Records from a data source
......
//! Per-track output level rule.
//!
//! Advertising spots are mastered hotter than music, so every track start
//! nudges the mixer by a fixed delta chosen from the track's display name.

use bridge_traits::playback::Track;
use core_runtime::config::MixerSettings;

#[derive(Debug, Clone, PartialEq, Eq)]
pub struct GainRule {
    spot_marker: String,
    spot_delta_db: i32,
    normal_delta_db: i32,
}

impl GainRule {
    pub fn new(spot_marker: impl Into<String>, spot_delta_db: i32, normal_delta_db: i32) -> Self {
        Self {
            spot_marker: spot_marker.into(),
            spot_delta_db,
            normal_delta_db,
        }
    }

    pub fn from_settings(settings: &MixerSettings) -> Self {
        Self::new(
            settings.spot_marker.clone(),
            settings.spot_delta_db,
            settings.normal_delta_db,
        )
    }

    /// Case-sensitive substring match on the display name.
    pub fn is_spot(&self, track: &Track) -> bool {
        track.display_name().contains(&self.spot_marker)
    }

    /// Gain change in dB to apply when `track` starts.
    pub fn delta_for(&self, track: &Track) -> i32 {
        if self.is_spot(track) {
            self.spot_delta_db
        } else {
            self.normal_delta_db
        }
    }
}

impl Default for GainRule {
    fn default() -> Self {
        Self::new("Spot", -1, -3)
    }
}

#[cfg(test)]
mod tests {
    use super::*;

    #[test]
    fn test_spot_tracks_get_smaller_cut() {
        let rule = GainRule::default();
        assert_eq!(rule.delta_for(&Track::remote("http://h/m/42/Spot_Farmacia.mp3")), -1);
        assert_eq!(rule.delta_for(&Track::remote("http://h/m/42/song.mp3")), -3);
    }

    #[test]
    fn test_marker_is_case_sensitive() {
        let rule = GainRule::default();
        assert_eq!(rule.delta_for(&Track::local("/cache/42/spot.mp3")), -3);
    }

    #[test]
    fn test_rule_from_settings() {
        let settings = MixerSettings {
            spot_marker: "AD_".into(),
            spot_delta_db: 0,
            normal_delta_db: -6,
            ..MixerSettings::default()
        };
        let rule = GainRule::from_settings(&settings);
        assert_eq!(rule.delta_for(&Track::local("/x/AD_one.mp3")), 0);
        assert_eq!(rule.delta_for(&Track::local("/x/one.mp3")), -6);
    }
}
//! # Desktop Bridge Implementations
//!
//! Linux implementations of the bridge traits for the playback client.
//!
//! ## Overview
//!
//! - `HttpClient` using `reqwest` with a bounded redirect chain
//! - `RemoteTransport` speaking Socket.IO over `tokio-tungstenite`
//! - `PlayerBackend` for `mpg123 -R` (queue held in memory)
//! - `PlayerBackend` for mpv JSON IPC (queue written to a scratch playlist)
//! - `MixerControl` spawning `amixer`
//!
//! ## Usage
//!
//! ```ignore
//! use bridge_desktop::{endpoint_url, Mpg123Player, SocketIoTransport};
//! use tokio::sync::mpsc;
//!
//! let (player_tx, player_rx) = mpsc::unbounded_channel();
//! let player = Mpg123Player::new("mpg123", player_tx);
//!
//! let (transport_tx, transport_rx) = mpsc::unbounded_channel();
//! let endpoint = endpoint_url("https://example.org", "/piradio")?;
//! let transport = SocketIoTransport::new(endpoint, transport_tx);
//! ```

mod driver;
mod http;
mod mixer;
mod mpg123;
mod mpv;
mod socketio;

pub use http::{ReqwestHttpClient, DEFAULT_MAX_REDIRECTS};
pub use mixer::AmixerControl;
pub use mpg123::Mpg123Player;
pub use mpv::{MpvOptions, MpvPlayer};
pub use socketio::{endpoint_url, SocketIoTransport};
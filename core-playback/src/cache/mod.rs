//! # Offline Cache
//!
//! Keeps a local copy of every remote track that actually started playing so
//! the control server can offer it back as `playlistLocal` later.
//!
//! ## Layout
//!
//! ```text
//! <root>/<group>/<name>          finished file
//! <root>/<group>/.<name>.part    download in progress
//! ```
//!
//! `group` is one path segment of the track URL (the playlist or pharmacy
//! id). Writes go to the partial file first and are renamed into place, so a
//! file at its final path is always complete.
//!
//! ## Lifecycle
//!
//! - [`CacheStore::sweep`] runs once at startup, before anything plays.
//! - [`CacheStore::store_if_eligible`] runs in the background after each
//!   confirmed remote track start.

mod config;
mod stats;
mod store;
mod sweep;

pub use config::{CacheConfig, RetentionPolicy};
pub use stats::{CacheStats, CachedFile};
pub use store::{CacheOutcome, CacheStore, SkipReason};
pub use sweep::SweepReport;
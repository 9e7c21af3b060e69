//! # Host Bridge Traits
//!
//! Capability traits for everything the playback client talks to but does not
//! implement itself.
//!
//! ## Overview
//!
//! The core crates only see these traits. Concrete adapters live in
//! `bridge-desktop`; tests substitute `mockall` mocks.
//!
//! ## Traits
//!
//! ### Playback
//! - [`PlayerBackend`](playback::PlayerBackend) - Media player driven by the coordinator
//! - [`MixerControl`](mixer::MixerControl) - Output gain adjustments
//!
//! ### Networking & I/O
//! - [`RemoteTransport`](network::RemoteTransport) - Event channel to the control server
//! - [`HttpClient`](http::HttpClient) - Streamed downloads for the offline cache
//!
//! ### Utilities
//! - [`Clock`](time::Clock) - Time source for deterministic testing
//!
//! ## Error Handling
//!
//! All bridge traits use the [`BridgeError`](error::BridgeError) type. Adapters
//! report what failed; deciding whether a failure is fatal is left to the
//! playback coordinator.
//!
//! ## Thread Safety
//!
//! All bridge traits require `Send + Sync` so they can be shared behind `Arc`
//! across tasks.

pub mod error;
pub mod http;
pub mod mixer;
pub mod network;
pub mod playback;
pub mod time;

pub use error::BridgeError;

// Re-export commonly used types
pub use http::{DownloadStream, HttpClient};
pub use mixer::MixerControl;
pub use network::{RemoteTransport, TransportEvent, TransportEventReceiver, TransportEventSender};
pub use playback::{
    BackendKind, PlayerBackend, PlayerEvent, PlayerEventReceiver, PlayerEventSender,
    PlayerFailure, QueueId, Track, END_OF_QUEUE_MESSAGE,
};
pub use time::{Clock, FixedClock, LogLevel, SystemClock};
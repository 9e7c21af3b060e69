//! Output gain control.

use async_trait::async_trait;

use crate::error::Result;

/// Adjusts the output level of the audio device.
///
/// Launch failures are reported as [`BridgeError::Io`](crate::error::BridgeError::Io);
/// a mixer that runs but rejects the change reports
/// [`BridgeError::OperationFailed`](crate::error::BridgeError::OperationFailed).
#[async_trait]
pub trait MixerControl: Send + Sync {
    /// Apply a signed change in decibels relative to the current level.
    async fn adjust_gain(&self, delta_db: i32) -> Result<()>;
}
//! # Logging & Tracing Infrastructure
//!
//! Provides structured logging with the `tracing` crate, supporting:
//! - JSON, pretty-print and compact output formats
//! - Module-level filtering
//! - Span contexts around cache and bootstrap operations
//!
//! ## Usage
//!
//! ```ignore
//! use bridge_traits::time::LogLevel;
//! use core_runtime::logging::{init_logging, LogFormat, LoggingConfig};
//!
//! let config = LoggingConfig::default()
//!     .with_format(LogFormat::Compact)
//!     .with_level(LogLevel::Debug);
//! init_logging(config).expect("Failed to initialize logging");
//!
//! tracing::info!(device = "0042", "Client started");
//! ```

use crate::error::{Error, Result};
use bridge_traits::time::LogLevel;
use std::io;
use std::str::FromStr;
use tracing_subscriber::{
    filter::EnvFilter, fmt::format::FmtSpan, layer::SubscriberExt, util::SubscriberInitExt,
};

/// Crates whose events pass the default filter at the configured level.
const OWN_CRATES: &[&str] = &[
    "piradio",
    "core_runtime",
    "core_playback",
    "core_remote",
    "core_service",
    "bridge_desktop",
];

/// Log output format
#[derive(Debug, Clone, Copy, PartialEq, Eq)]
pub enum LogFormat {
    /// Human-readable pretty format with colors
    Pretty,
    /// Structured JSON format for machine parsing
    Json,
    /// Compact single-line format
    Compact,
}

impl Default for LogFormat {
    fn default() -> Self {
        #[cfg(debug_assertions)]
        return Self::Pretty;

        #[cfg(not(debug_assertions))]
        return Self::Json;
    }
}

impl FromStr for LogFormat {
    type Err = String;

    fn from_str(s: &str) -> std::result::Result<Self, Self::Err> {
        match s.to_ascii_lowercase().as_str() {
            "pretty" => Ok(LogFormat::Pretty),
            "json" => Ok(LogFormat::Json),
            "compact" => Ok(LogFormat::Compact),
            other => Err(format!(
                "unknown log format '{other}' (expected pretty, json or compact)"
            )),
        }
    }
}

/// Logging configuration
#[derive(Debug, Clone)]
pub struct LoggingConfig {
    /// Output format
    pub format: LogFormat,
    /// Minimum log level
    pub level: LogLevel,
    /// Custom filter string (e.g., "core_playback=debug,core_remote=trace")
    pub filter: Option<String>,
    /// Enable span contexts
    pub enable_spans: bool,
    /// Display target module in logs
    pub display_target: bool,
    /// Display thread info
    pub display_thread_info: bool,
}

impl Default for LoggingConfig {
    fn default() -> Self {
        Self {
            format: LogFormat::default(),
            level: LogLevel::Info,
            filter: None,
            enable_spans: true,
            display_target: true,
            display_thread_info: false,
        }
    }
}

impl LoggingConfig {
    /// Set log format
    pub fn with_format(mut self, format: LogFormat) -> Self {
        self.format = format;
        self
    }

    /// Set minimum log level
    pub fn with_level(mut self, level: LogLevel) -> Self {
        self.level = level;
        self
    }

    /// Set custom filter string
    pub fn with_filter(mut self, filter: impl Into<String>) -> Self {
        self.filter = Some(filter.into());
        self
    }

    /// Enable or disable span contexts
    pub fn with_spans(mut self, enable: bool) -> Self {
        self.enable_spans = enable;
        self
    }

    /// Enable or disable target display
    pub fn with_target(mut self, display: bool) -> Self {
        self.display_target = display;
        self
    }

    /// Enable or disable thread info
    pub fn with_thread_info(mut self, display: bool) -> Self {
        self.display_thread_info = display;
        self
    }
}

/// Initialize the logging system
///
/// This should be called once during application startup. Subsequent calls
/// will return an error.
///
/// # Errors
///
/// Returns an error if:
/// - Logging is already initialized
/// - The filter string is invalid
pub fn init_logging(config: LoggingConfig) -> Result<()> {
    let filter = build_filter(&config)?;

    match config.format {
        LogFormat::Pretty => init_pretty_logging(&config, filter),
        LogFormat::Json => init_json_logging(&config, filter),
        LogFormat::Compact => init_compact_logging(&config, filter),
    }
}

fn build_filter(config: &LoggingConfig) -> Result<EnvFilter> {
    let filter_string = if let Some(custom_filter) = &config.filter {
        custom_filter.clone()
    } else {
        // Our crates at the configured level, dependencies at warn
        let level = config.level.as_str();
        let mut directives: Vec<String> = OWN_CRATES
            .iter()
            .map(|krate| format!("{krate}={level}"))
            .collect();
        directives.push("h2=warn,hyper=warn,reqwest=warn,tungstenite=warn".to_string());
        directives.push("tokio_tungstenite=warn".to_string());
        directives.join(",")
    };

    EnvFilter::try_new(filter_string)
        .map_err(|e| Error::Config(format!("Invalid log filter: {}", e)))
}

fn init_pretty_logging(config: &LoggingConfig, filter: EnvFilter) -> Result<()> {
    let fmt_layer = tracing_subscriber::fmt::layer()
        .pretty()
        .with_target(config.display_target)
        .with_thread_ids(config.display_thread_info)
        .with_thread_names(config.display_thread_info)
        .with_span_events(if config.enable_spans {
            FmtSpan::CLOSE
        } else {
            FmtSpan::NONE
        })
        .with_writer(io::stdout);

    tracing_subscriber::registry()
        .with(filter)
        .with(fmt_layer)
        .try_init()
        .map_err(|e| Error::Config(format!("Failed to initialize logging: {}", e)))
}

fn init_json_logging(config: &LoggingConfig, filter: EnvFilter) -> Result<()> {
    let fmt_layer = tracing_subscriber::fmt::layer()
        .json()
        .flatten_event(true)
        .with_current_span(config.enable_spans)
        .with_span_list(config.enable_spans)
        .with_target(config.display_target)
        .with_thread_ids(config.display_thread_info)
        .with_thread_names(config.display_thread_info)
        .with_writer(io::stdout);

    tracing_subscriber::registry()
        .with(filter)
        .with(fmt_layer)
        .try_init()
        .map_err(|e| Error::Config(format!("Failed to initialize logging: {}", e)))
}

fn init_compact_logging(config: &LoggingConfig, filter: EnvFilter) -> Result<()> {
    let fmt_layer = tracing_subscriber::fmt::layer()
        .compact()
        .with_target(config.display_target)
        .with_thread_ids(config.display_thread_info)
        .with_thread_names(config.display_thread_info)
        .with_writer(io::stdout);

    tracing_subscriber::registry()
        .with(filter)
        .with(fmt_layer)
        .try_init()
        .map_err(|e| Error::Config(format!("Failed to initialize logging: {}", e)))
}

#[cfg(test)]
mod tests {
    use super::*;

    #[test]
    fn test_logging_config_builder() {
        let config = LoggingConfig::default()
            .with_format(LogFormat::Json)
            .with_level(LogLevel::Debug)
            .with_filter("core_playback=trace")
            .with_spans(false)
            .with_target(false)
            .with_thread_info(true);

        assert_eq!(config.format, LogFormat::Json);
        assert_eq!(config.level, LogLevel::Debug);
        assert_eq!(config.filter, Some("core_playback=trace".to_string()));
        assert!(!config.enable_spans);
        assert!(!config.display_target);
        assert!(config.display_thread_info);
    }

    #[test]
    fn test_default_format() {
        #[cfg(debug_assertions)]
        assert_eq!(LogFormat::default(), LogFormat::Pretty);

        #[cfg(not(debug_assertions))]
        assert_eq!(LogFormat::default(), LogFormat::Json);
    }

    #[test]
    fn test_format_parsing() {
        assert_eq!("JSON".parse::<LogFormat>().unwrap(), LogFormat::Json);
        assert_eq!("compact".parse::<LogFormat>().unwrap(), LogFormat::Compact);
        assert!("xml".parse::<LogFormat>().is_err());
    }

    #[test]
    fn test_build_filter() {
        let config = LoggingConfig::default().with_level(LogLevel::Debug);
        let filter = build_filter(&config).unwrap().to_string();
        assert!(filter.contains("core_playback=debug"));
        assert!(filter.contains("reqwest=warn"));
    }

    #[test]
    fn test_build_custom_filter() {
        let config = LoggingConfig::default().with_filter("core_remote=trace,core_playback=debug");
        let filter = build_filter(&config).unwrap();
        assert!(filter.to_string().contains("core_remote=trace"));
    }

    #[test]
    fn test_invalid_filter() {
        let config = LoggingConfig::default().with_filter("core_remote=loudest");
        assert!(build_filter(&config).is_err());
    }
}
......
Prompt: Produce only the lines from the line containing "Set log format" through the line containing "pub fn init_logging(config: LoggingConfig)", inclusive of both, exactly as they stand in the entries above.

Written solution:
    /// Set log format
    pub fn with_format(mut self, format: LogFormat) -> Self {
        self.format = format;
        self
    }

    /// Set minimum log level
    pub fn with_level(mut self, level: LogLevel) -> Self {
        self.level = level;
        self
    }

    /// Set custom filter string
    pub fn with_filter(mut self, filter: impl Into<String>) -> Self {
        self.filter = Some(filter.into());
        self
    }

    /// Enable or disable span contexts
    pub fn with_spans(mut self, enable: bool) -> Self {
        self.enable_spans = enable;
        self
    }

    /// Enable or disable target display
    pub fn with_target(mut self, display: bool) -> Self {
        self.display_target = display;
        self
    }

    /// Enable or disable thread info
    pub fn with_thread_info(mut self, display: bool) -> Self {
        self.display_thread_info = display;
        self
    }
}

/// Initialize the logging system
///
/// This should be called once during application startup. Subsequent calls
/// will return an error.
///
/// # Errors
///
/// Returns an error if:
/// - Logging is already initialized
/// - The filter string is invalid
pub fn init_logging(config: LoggingConfig) -> Result<()> {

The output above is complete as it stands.